ÖZEL HABER

1964’ten bugüne kortej geleneği

Antalya’nın simgesi haline gelen Altın Portakal Film Festivali Korteji, 1964 yılında festivalle birlikte ilk kez düzenlendi. Sinemanın yıldızlarını halkla buluşturmayı amaçlayan bu gelenek, zaman zaman siyasi, ekonomik veya toplumsal nedenlerle kesintiye uğrasa da Antalya sokaklarında 60 yılı aşkın süredir iz bırakmayı sürdürüyor

Antalya’nın sokaklarını sinema büyüsüyle buluşturan Altın Portakal Film Festivali Korteji, 1964’ten bu yana şehrin en parlak geleneği oldu. Türkiye sinemasının yıldızlarını halkla aynı caddede buluşturan kortej, zaman zaman kesintiye uğrasa da, Antalya’nın belleğinde daima parlayan bir yıldız olarak yerini korudu. Türkiye’nin en köklü sinema geleneği olan Uluslararası Antalya Altın Portakal Film Festivali’nin korteji, 1964 yılından bu yana Antalya sokaklarını yıldızlarla buluşturan, kentin kimliğine sinmiş en özel kültürel etkinliklerden biri olarak biliniyor. İlk kortej, dönemin Belediye Başkanı Avni Tolunay’ın öncülüğünde 1964 yılında gerçekleştirildi. Tolunay’ın amacı, Antalya’yı bir turizm ve kültür kenti olarak tanıtmak, sinemayı halkla iç içe bir şenliğe dönüştürmekti. O yıl Cumhuriyet Meydanı’ndan başlayarak Karaalioğlu Parkı’na kadar uzanan güzergâhta yapılan yürüyüşte, dönemin Yeşilçam yıldızları Türkan Şoray, Filiz Akın, Ediz Hun, Hülya Koçyiğit ve Göksel Arsoy süslenmiş klasik otomobillerle halkı selamladı. Antalya halkı, sinema yıldızlarını ilk kez yakından görmenin heyecanıyla caddelere döküldü ve kortej adeta bir halk bayramına dönüştü.

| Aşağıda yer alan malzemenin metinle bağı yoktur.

//! Per-endpoint load orchestration
//!
//! The loader owns one load of one endpoint: resolve the incremental time
//! window from the stored watermark, seed requests through the endpoint's
//! builder, run them through the engine, persist per page or after the
//! fact per [`SaveBehavior`], then advance the watermark and announce
//! lifecycle events. Event publishing is best-effort; persistence is not.

use std::sync::Arc;

use chrono::{DateTime, Duration, Utc};
use serde_json::{json, Map, Value};
use tokio_util::sync::CancellationToken;
use tracing::{info, warn};

use crate::adapter::VendorAdapter;
use crate::engine::{FetchEngine, NullPageSink, PageSink};
use crate::error::Result;
use crate::events::{event_types, publish_quiet, EventPublisher, IngestionEvent};
use crate::metadata::build_metadata_json;
use crate::model::{
    EndpointDefinition, FetchResult, IngestionRun, LoadParameters, RunIdSource, SaveBehavior,
};
use crate::store::{IngestionCoordinates, IngestionStore};

/// Caller knobs for one load.
pub struct LoadOptions<'a> {
    /// Results of the dependency endpoint, for dependent builders.
    pub iteration_list: Option<&'a [FetchResult]>,

    /// Explicit window bounds; each side independently overrides the
    /// watermark-derived value.
    pub override_start_utc: Option<DateTime<Utc>>,
    pub override_end_utc: Option<DateTime<Utc>>,

    /// Rows per page; defaults to the endpoint's declared page size.
    pub page_size: Option<u32>,

    /// Safety cap on pages per chain.
    pub max_pages: Option<u32>,

    pub save_behavior: SaveBehavior,

    /// Whether a fully successful load advances the watermark. Dependency
    /// prefetches and dry runs pass `false`.
    pub save_watermark: bool,

    /// Raw JSON body for POST endpoints.
    pub body_params_json: String,
}

impl Default for LoadOptions<'_> {
    fn default() -> Self {
        Self {
            iteration_list: None,
            override_start_utc: None,
            override_end_utc: None,
            page_size: None,
            max_pages: None,
            save_behavior: SaveBehavior::AfterAll,
            save_watermark: true,
            body_params_json: "{}".to_string(),
        }
    }
}

/// Outcome of resolving an incremental window against policy.
#[derive(Debug, Clone, PartialEq, Eq)]
pub enum WindowDecision {
    /// No window applies (endpoint has no watermark support and no
    /// overrides were given).
    NotWindowed,
    /// Window too short to bother the vendor with; skip the load.
    SkipTooShort {
        start: DateTime<Utc>,
        end: DateTime<Utc>,
    },
    Window {
        start: DateTime<Utc>,
        end: DateTime<Utc>,
    },
}

/// Resolve the load window: explicit overrides win, then one second past
/// the previous watermark, then the endpoint's default lookback. Windows
/// under the endpoint's minimum are skipped; windows over the maximum are
/// clamped by pulling the end in.
pub fn resolve_window(
    definition: &EndpointDefinition,
    previous_end: Option<DateTime<Utc>>,
    override_start: Option<DateTime<Utc>>,
    override_end: Option<DateTime<Utc>>,
    now: DateTime<Utc>,
) -> WindowDecision {
    if !definition.supports_watermark && override_start.is_none() && override_end.is_none() {
        return WindowDecision::NotWindowed;
    }

    let start = override_start
        .or_else(|| previous_end.map(|end| end + Duration::seconds(1)))
        .unwrap_or_else(|| now - Duration::days(definition.default_lookback_days));
    let mut end = override_end.unwrap_or(now);

    if let Some(min_span) = definition.min_time_span {
        if end - start < min_span {
            return WindowDecision::SkipTooShort { start, end };
        }
    }
    if let Some(max_span) = definition.max_time_span {
        if end - start > max_span {
            end = start + max_span;
        }
    }
    WindowDecision::Window { start, end }
}

pub struct EndpointLoader {
    engine: FetchEngine,
    store: Arc<dyn IngestionStore>,
    events: Arc<dyn EventPublisher>,
    run_ids: Arc<dyn RunIdSource>,
    environment_name: String,
}

struct SavingSink<'a> {
    store: &'a dyn IngestionStore,
    adapter: &'a dyn VendorAdapter,
    coordinates: &'a IngestionCoordinates,
}

#[async_trait::async_trait]
impl PageSink for SavingSink<'_> {
    async fn on_page(&self, result: &FetchResult) -> Result<()> {
        let metadata = build_metadata_json(result, self.adapter)?;
        self.store
            .save_result(self.coordinates, result, &metadata)
            .await
    }
}

impl EndpointLoader {
    pub fn new(
        engine: FetchEngine,
        store: Arc<dyn IngestionStore>,
        events: Arc<dyn EventPublisher>,
        run_ids: Arc<dyn RunIdSource>,
        environment_name: impl Into<String>,
    ) -> Self {
        Self {
            engine,
            store,
            events,
            run_ids,
            environment_name: environment_name.into(),
        }
    }

    pub fn adapter(&self) -> &Arc<dyn VendorAdapter> {
        self.engine.adapter()
    }

    /// Execute one load of `definition`. Returns every page fetched,
    /// failed pages included; the caller inspects outcomes.
    pub async fn load(
        &self,
        definition: &EndpointDefinition,
        options: LoadOptions<'_>,
        cancel: &CancellationToken,
    ) -> Result<Vec<FetchResult>> {
        let adapter = self.engine.adapter().clone();
        let coordinates = self.coordinates(&adapter, definition);
        let run = IngestionRun::new(
            self.run_ids.as_ref(),
            &self.environment_name,
            adapter.ingestion_domain(),
            adapter.vendor_name(),
        );
        let source = format!("apipull/{}", adapter.vendor_name());

        // === Window resolution ===
        let previous_end = if definition.supports_watermark {
            self.previous_watermark_end(&coordinates).await?
        } else {
            None
        };
        let window = resolve_window(
            definition,
            previous_end,
            options.override_start_utc,
            options.override_end_utc,
            Utc::now(),
        );
        let (start_utc, end_utc) = match window {
            WindowDecision::NotWindowed => (None, None),
            WindowDecision::SkipTooShort { start, end } => {
                info!(
                    endpoint = %definition.friendly_name,
                    start = %start,
                    end = %end,
                    "window below minimum span; nothing to load"
                );
                return Ok(Vec::new());
            }
            WindowDecision::Window { start, end } => (Some(start), Some(end)),
        };

        info!(
            run_id = %run.run_id(),
            vendor = adapter.vendor_name(),
            endpoint = %definition.friendly_name,
            start = start_utc.map(|t| t.to_rfc3339()).unwrap_or_default(),
            end = end_utc.map(|t| t.to_rfc3339()).unwrap_or_default(),
            "load started"
        );
        publish_quiet(
            self.events.as_ref(),
            IngestionEvent::new(
                event_types::RUN_STARTED,
                &source,
                &definition.friendly_name,
                run_data(&run, start_utc, end_utc),
            ),
        )
        .await;

        let outcome = self
            .execute(definition, &options, &run, &coordinates, start_utc, end_utc, cancel)
            .await;

        match outcome {
            Ok(results) => {
                let nr_failed = results.iter().filter(|r| !r.fetch_succeeded()).count();
                let all_succeeded = nr_failed == 0 && !results.is_empty();

                if all_succeeded
                    && definition.supports_watermark
                    && options.save_watermark
                {
                    if let (Some(start), Some(end)) = (start_utc, end_utc) {
                        self.advance_watermark(&coordinates, &run, definition, &source, start, end)
                            .await?;
                    }
                }

                let mut data = run_data(&run, start_utc, end_utc);
                data.insert("nr_pages".to_string(), Value::from(results.len()));
                data.insert("nr_failed".to_string(), Value::from(nr_failed));
                data.insert(
                    "duration_ms".to_string(),
                    Value::from((Utc::now() - run.start_utc).num_milliseconds()),
                );
                publish_quiet(
                    self.events.as_ref(),
                    IngestionEvent::new(
                        event_types::RUN_COMPLETED,
                        &source,
                        &definition.friendly_name,
                        data,
                    ),
                )
                .await;
                if let Err(error) = self.events.flush().await {
                    warn!("event flush failed: {error}");
                }

                info!(
                    run_id = %run.run_id(),
                    endpoint = %definition.friendly_name,
                    nr_pages = results.len(),
                    nr_failed,
                    "load completed"
                );
                Ok(results)
            }
            Err(error) => {
                let mut data = run_data(&run, start_utc, end_utc);
                data.insert("error".to_string(), Value::from(error.to_string()));
                publish_quiet(
                    self.events.as_ref(),
                    IngestionEvent::new(
                        event_types::RUN_FAILED,
                        &source,
                        &definition.friendly_name,
                        data,
                    ),
                )
                .await;
                if let Err(flush_error) = self.events.flush().await {
                    warn!("event flush failed: {flush_error}");
                }
                Err(error)
            }
        }
    }

    #[allow(clippy::too_many_arguments)]
    async fn execute(
        &self,
        definition: &EndpointDefinition,
        options: &LoadOptions<'_>,
        run: &IngestionRun,
        coordinates: &IngestionCoordinates,
        start_utc: Option<DateTime<Utc>>,
        end_utc: Option<DateTime<Utc>>,
        cancel: &CancellationToken,
    ) -> Result<Vec<FetchResult>> {
        let adapter = self.engine.adapter().clone();
        let parameters = LoadParameters {
            iteration_list: options.iteration_list,
            start_utc,
            end_utc,
            body_params_json: &options.body_params_json,
        };
        let page_size = options.page_size.or(definition.default_page_size);
        let requests = definition.build_requests.build(
            definition,
            page_size,
            options.max_pages,
            &parameters,
        )?;

        let saving = SavingSink {
            store: self.store.as_ref(),
            adapter: adapter.as_ref(),
            coordinates,
        };
        // Per-page persists successful pages as they stream out of the
        // engine; after-all persists everything, failures included, once
        // the whole chain is back.
        let sink: &dyn PageSink = match options.save_behavior {
            SaveBehavior::PerPage => &saving,
            SaveBehavior::AfterAll | SaveBehavior::None => &NullPageSink,
        };
        let results = self
            .engine
            .process_requests(run, requests, sink, cancel)
            .await?;
        if options.save_behavior == SaveBehavior::AfterAll {
            for result in &results {
                saving.on_page(result).await?;
            }
        }
        Ok(results)
    }

    fn coordinates(
        &self,
        adapter: &Arc<dyn VendorAdapter>,
        definition: &EndpointDefinition,
    ) -> IngestionCoordinates {
        let resource_name = if definition.friendly_name.is_empty() {
            adapter.resource_name_friendly(&definition.resource_name)
        } else {
            definition.friendly_name.clone()
        };
        IngestionCoordinates {
            environment: self.environment_name.clone(),
            is_external_source: adapter.is_external_source(),
            domain: adapter.ingestion_domain().to_string(),
            vendor: adapter.vendor_name().to_string(),
            resource_name,
            resource_version: definition.resource_version,
        }
    }

    async fn previous_watermark_end(
        &self,
        coordinates: &IngestionCoordinates,
    ) -> Result<Option<DateTime<Utc>>> {
        let Some(watermark) = self.store.load_watermark(coordinates).await? else {
            return Ok(None);
        };
        let end = watermark
            .get("EndTimeUtc")
            .and_then(|v| v.as_str())
            .and_then(|s| DateTime::parse_from_rfc3339(s).ok())
            .map(|t| t.with_timezone(&Utc));
        if end.is_none() {
            warn!(
                resource = %coordinates.resource_name,
                "watermark present but EndTimeUtc missing or unparseable; using default lookback"
            );
        }
        Ok(end)
    }

    async fn advance_watermark(
        &self,
        coordinates: &IngestionCoordinates,
        run: &IngestionRun,
        definition: &EndpointDefinition,
        source: &str,
        start: DateTime<Utc>,
        end: DateTime<Utc>,
    ) -> Result<()> {
        let watermark = json!({
            "StartTimeUtc": start.to_rfc3339(),
            "EndTimeUtc": end.to_rfc3339(),
            "IngestionRunId": run.run_id(),
            "IngestionRunStartDts": run.start_utc.to_rfc3339(),
            "WrittenUtc": Utc::now().to_rfc3339(),
            "IngestionDurationMs": (Utc::now() - run.start_utc).num_milliseconds(),
        });
        self.store
            .save_watermark(coordinates, &serde_json::to_string_pretty(&watermark)?)
            .await?;

        let mut data = Map::new();
        data.insert("run_id".to_string(), Value::from(run.run_id()));
        data.insert("StartTimeUtc".to_string(), Value::from(start.to_rfc3339()));
        data.insert("EndTimeUtc".to_string(), Value::from(end.to_rfc3339()));
        publish_quiet(
            self.events.as_ref(),
            IngestionEvent::new(
                event_types::WATERMARK_ADVANCED,
                source,
                &definition.friendly_name,
                data,
            ),
        )
        .await;
        Ok(())
    }
}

1965’ten 1970’e kadar her yıl giderek daha coşkulu hale gelen kortejler, Yeşilçam’ın altın dönemine eşlik etti. Kartal Tibet, Ajda Pekkan, Ekrem Bora, Tanju Gürsu, Selda Alkor, Fikret Hakan, Zeki Müren ve Gönül Yazar gibi ünlü isimlerin katıldığı kortejler, sadece bir yürüyüş değil, aynı zamanda Antalya’nın ulusal sinemayla kurduğu duygusal bağın simgesi haline geldi. Halkın büyük ilgisiyle düzenlenen kortejlerde, Muratpaşa Belediyesi binası önünde halk konserleri yapılıyor, çocuklar sanatçılara çiçek uzatıyor, şehrin her köşesi portakal dallarıyla süsleniyordu.

Ancak 1970’lerin başında Türkiye’deki siyasi atmosfer festivale de yansıdı. 1971 Muhtırası sonrasında bütçeler daraldı, güvenlik önlemleri arttı ve festivallerde kısıtlamalar yaşandı. Buna rağmen 1974 yılına kadar kısa aralıklarla da olsa kortej geleneği sürdü. 1974’te Kıbrıs Barış Harekâtı nedeniyle sade bir yürüyüş yapılırken, 1978 yılında ekonomik sıkıntılar ve siyasi belirsizlikler yüzünden festival tamamen iptal edildi ve o yıl kortej de düzenlenemedi.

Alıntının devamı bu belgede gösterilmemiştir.